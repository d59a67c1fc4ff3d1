//! # Notification Publisher
//!
//! The operator side-channel. The kernel reports breaker trips here, the
//! loader reports health-check failures; an external alerting collaborator
//! subscribes.

use crate::subscriber::{NotificationFilter, Subscription};
use crate::DEFAULT_CHANNEL_CAPACITY;
use shared_types::{Notification, NotificationPriority};
use std::sync::atomic::{AtomicU64, Ordering};
use tokio::sync::broadcast;
use tracing::{debug, error, info, warn};

/// Sink for operator notifications.
pub trait Notifier: Send + Sync {
    /// Deliver a notification. Never fails; undeliverable notifications are
    /// logged and dropped.
    fn notify(&self, notification: Notification);
}

/// Notifier that only writes to the log.
#[derive(Debug, Default, Clone, Copy)]
pub struct TracingNotifier;

impl Notifier for TracingNotifier {
    fn notify(&self, notification: Notification) {
        log_notification(&notification);
    }
}

/// In-memory broadcast feed of notifications.
///
/// Uses `tokio::sync::broadcast`, so every subscriber sees every
/// notification published after it subscribed.
pub struct NotificationFeed {
    sender: broadcast::Sender<Notification>,
    published: AtomicU64,
    capacity: usize,
}

impl NotificationFeed {
    /// Create a feed with default capacity.
    #[must_use]
    pub fn new() -> Self {
        Self::with_capacity(DEFAULT_CHANNEL_CAPACITY)
    }

    /// Create a feed with the given capacity.
    #[must_use]
    pub fn with_capacity(capacity: usize) -> Self {
        let (sender, _) = broadcast::channel(capacity);
        Self {
            sender,
            published: AtomicU64::new(0),
            capacity,
        }
    }

    /// Subscribe to notifications matching `filter`.
    #[must_use]
    pub fn subscribe(&self, filter: NotificationFilter) -> Subscription {
        debug!(?filter, "New notification subscription");
        Subscription::new(self.sender.subscribe(), filter)
    }

    /// Active subscribers.
    #[must_use]
    pub fn subscriber_count(&self) -> usize {
        self.sender.receiver_count()
    }

    /// Total notifications published.
    #[must_use]
    pub fn notifications_published(&self) -> u64 {
        self.published.load(Ordering::Relaxed)
    }

    /// Channel capacity.
    #[must_use]
    pub fn capacity(&self) -> usize {
        self.capacity
    }
}

impl Default for NotificationFeed {
    fn default() -> Self {
        Self::new()
    }
}

impl Notifier for NotificationFeed {
    fn notify(&self, notification: Notification) {
        log_notification(&notification);
        self.published.fetch_add(1, Ordering::Relaxed);

        if let Err(e) = self.sender.send(notification) {
            debug!(module = %e.0.module_name, "Notification dropped (no subscribers)");
        }
    }
}

fn log_notification(notification: &Notification) {
    let module = notification.module_name.as_str();
    let kind = notification.notification_type;
    let message = notification.message.as_str();
    match notification.priority {
        NotificationPriority::Critical => error!(module, ?kind, "{message}"),
        NotificationPriority::High => warn!(module, ?kind, "{message}"),
        NotificationPriority::Medium | NotificationPriority::Low => info!(module, ?kind, "{message}"),
    }
}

◇ ◇ ◇ ◇

* [Your objective]
Copy every record above verbatim and in full.

* [Written response]
repository d59a67c1fc4ff3d1
//! # Notification Publisher
//!
//! The operator side-channel. The kernel reports breaker trips here, the
//! loader reports health-check failures; an external alerting collaborator
//! subscribes.

use crate::subscriber::{NotificationFilter, Subscription};
use crate::DEFAULT_CHANNEL_CAPACITY;
use shared_types::{Notification, NotificationPriority};
use std::sync::atomic::{AtomicU64, Ordering};
use tokio::sync::broadcast;
use tracing::{debug, error, info, warn};

/// Sink for operator notifications.
pub trait Notifier: Send + Sync {
    /// Deliver a notification. Never fails; undeliverable notifications are
    /// logged and dropped.
    fn notify(&self, notification: Notification);
}

/// Notifier that only writes to the log.
#[derive(Debug, Default, Clone, Copy)]
pub struct TracingNotifier;

impl Notifier for TracingNotifier {
    fn notify(&self, notification: Notification) {
        log_notification(&notification);
    }
}

/// In-memory broadcast feed of notifications.
///
/// Uses `tokio::sync::broadcast`, so every subscriber sees every
/// notification published after it subscribed.
pub struct NotificationFeed {
    sender: broadcast::Sender<Notification>,
    published: AtomicU64,
    capacity: usize,
}

impl NotificationFeed {
    /// Create a feed with default capacity.
    #[must_use]
    pub fn new() -> Self {
        Self::with_capacity(DEFAULT_CHANNEL_CAPACITY)
    }

    /// Create a feed with the given capacity.
    #[must_use]
    pub fn with_capacity(capacity: usize) -> Self {
        let (sender, _) = broadcast::channel(capacity);
        Self {
            sender,
            published: AtomicU64::new(0),
            capacity,
        }
    }

    /// Subscribe to notifications matching `filter`.
    #[must_use]
    pub fn subscribe(&self, filter: NotificationFilter) -> Subscription {
        debug!(?filter, "New notification subscription");
        Subscription::new(self.sender.subscribe(), filter)
    }

    /// Active subscribers.
    #[must_use]
    pub fn subscriber_count(&self) -> usize {
        self.sender.receiver_count()
    }

    /// Total notifications published.
    #[must_use]
    pub fn notifications_published(&self) -> u64 {
        self.published.load(Ordering::Relaxed)
    }

    /// Channel capacity.
    #[must_use]
    pub fn capacity(&self) -> usize {
        self.capacity
    }
}

impl Default for NotificationFeed {
    fn default() -> Self {
        Self::new()
    }
}

impl Notifier for NotificationFeed {
    fn notify(&self, notification: Notification) {
        log_notification(&notification);
        self.published.fetch_add(1, Ordering::Relaxed);

        if let Err(e) = self.sender.send(notification) {
            debug!(module = %e.0.module_name, "Notification dropped (no subscribers)");
        }
    }
}

fn log_notification(notification: &Notification) {
    let module = notification.module_name.as_str();
    let kind = notification.notification_type;
    let message = notification.message.as_str();
    match notification.priority {
        NotificationPriority::Critical => error!(module, ?kind, "{message}"),
        NotificationPriority::High => warn!(module, ?kind, "{message}"),
        NotificationPriority::Medium | NotificationPriority::Low => info!(module, ?kind, "{message}"),
    }
}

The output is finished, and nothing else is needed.